◆ Items listed in a dataset ◆
-*-

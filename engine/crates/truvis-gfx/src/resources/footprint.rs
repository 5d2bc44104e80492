use crate::resources::image::{GfxTextureDesc, VulkanFormatUtils};
use ash::vk;

#[inline]
pub fn align_up(value: u64, alignment: u64) -> u64 {
    if alignment <= 1 {
        return value;
    }
    value.div_ceil(alignment) * alignment
}

/// 一个 subresource (mip level + array layer) 在 staging buffer 中的布局
#[derive(Debug, Clone, Copy, PartialEq, Eq)]
pub struct GfxSubresourceFootprint {
    pub mip_level: u32,
    pub array_layer: u32,
    /// 相对 staging 分配起点的偏移
    pub offset: u64,
    pub width: u32,
    pub height: u32,
    /// 目标行距，按 row pitch alignment 对齐
    pub row_pitch: u64,
    /// 紧密排列时一行的字节数
    pub row_size: u64,
    pub row_count: u32,
    pub texel_size: u32,
}
impl GfxSubresourceFootprint {
    #[inline]
    pub fn size_in_bytes(&self) -> u64 {
        self.row_pitch * self.row_count as u64
    }

    /// 紧密排列时源数据的大小
    #[inline]
    pub fn packed_size(&self) -> u64 {
        self.row_size * self.row_count as u64
    }

    /// 生成从 staging buffer 到该 subresource 的拷贝区域
    ///
    /// * `base_offset` - staging 分配在整个 upload heap 中的偏移
    pub fn buffer_image_copy(&self, base_offset: u64, aspect_mask: vk::ImageAspectFlags) -> vk::BufferImageCopy {
        vk::BufferImageCopy {
            buffer_offset: base_offset + self.offset,
            // 以 texel 为单位
            buffer_row_length: (self.row_pitch / self.texel_size as u64) as u32,
            buffer_image_height: self.row_count,
            image_subresource: vk::ImageSubresourceLayers {
                aspect_mask,
                mip_level: self.mip_level,
                base_array_layer: self.array_layer,
                layer_count: 1,
            },
            image_offset: vk::Offset3D { x: 0, y: 0, z: 0 },
            image_extent: vk::Extent3D {
                width: self.width,
                height: self.height,
                depth: 1,
            },
        }
    }
}

/// 整个纹理所有 subresource 的拷贝布局
///
/// subresource 的顺序为 layer 优先：`index = layer * mip_levels + mip`
#[derive(Debug, Clone, Default, PartialEq, Eq)]
pub struct GfxCopyFootprints {
    pub subresources: Vec<GfxSubresourceFootprint>,
    pub total_size: u64,
}
impl GfxCopyFootprints {
    /// * `row_pitch_alignment` - 每一行起点的对齐
    /// * `placement_alignment` - 每个 subresource 起点的对齐
    pub fn compute(desc: &GfxTextureDesc, row_pitch_alignment: u64, placement_alignment: u64) -> anyhow::Result<Self> {
        let texel_size = VulkanFormatUtils::pixel_size_in_bytes(desc.format)
            .ok_or_else(|| anyhow::anyhow!("no copy footprint for format {:?}", desc.format))?;
        // row pitch 必须是 texel 大小的整数倍，否则无法表示为 buffer_row_length
        let row_pitch_alignment = lcm(row_pitch_alignment.max(1), texel_size as u64);

        let mut subresources = Vec::with_capacity(desc.subresource_count() as usize);
        let mut cursor = 0;
        for array_layer in 0..desc.array_layers {
            for mip_level in 0..desc.mip_levels {
                let (width, height) = desc.mip_extent(mip_level);
                let row_size = width as u64 * texel_size as u64;
                let row_pitch = align_up(row_size, row_pitch_alignment);
                let offset = align_up(cursor, placement_alignment);

                let footprint = GfxSubresourceFootprint {
                    mip_level,
                    array_layer,
                    offset,
                    width,
                    height,
                    row_pitch,
                    row_size,
                    row_count: height,
                    texel_size,
                };
                cursor = offset + footprint.size_in_bytes();
                subresources.push(footprint);
            }
        }

        Ok(Self {
            subresources,
            total_size: cursor,
        })
    }
}

fn gcd(a: u64, b: u64) -> u64 {
    if b == 0 { a } else { gcd(b, a % b) }
}

fn lcm(a: u64, b: u64) -> u64 {
    a / gcd(a, b) * b
}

-*-

The answer consists of the line holding "let row_pitch = align_up(row_size, row_pitch_alignment);" and every line after it up to the end of the records, word for word.

◆ RESPONSE ◆
                let row_pitch = align_up(row_size, row_pitch_alignment);
                let offset = align_up(cursor, placement_alignment);

                let footprint = GfxSubresourceFootprint {
                    mip_level,
                    array_layer,
                    offset,
                    width,
                    height,
                    row_pitch,
                    row_size,
                    row_count: height,
                    texel_size,
                };
                cursor = offset + footprint.size_in_bytes();
                subresources.push(footprint);
            }
        }

        Ok(Self {
            subresources,
            total_size: cursor,
        })
    }
}

fn gcd(a: u64, b: u64) -> u64 {
    if b == 0 { a } else { gcd(b, a % b) }
}

fn lcm(a: u64, b: u64) -> u64 {
    a / gcd(a, b) * b
}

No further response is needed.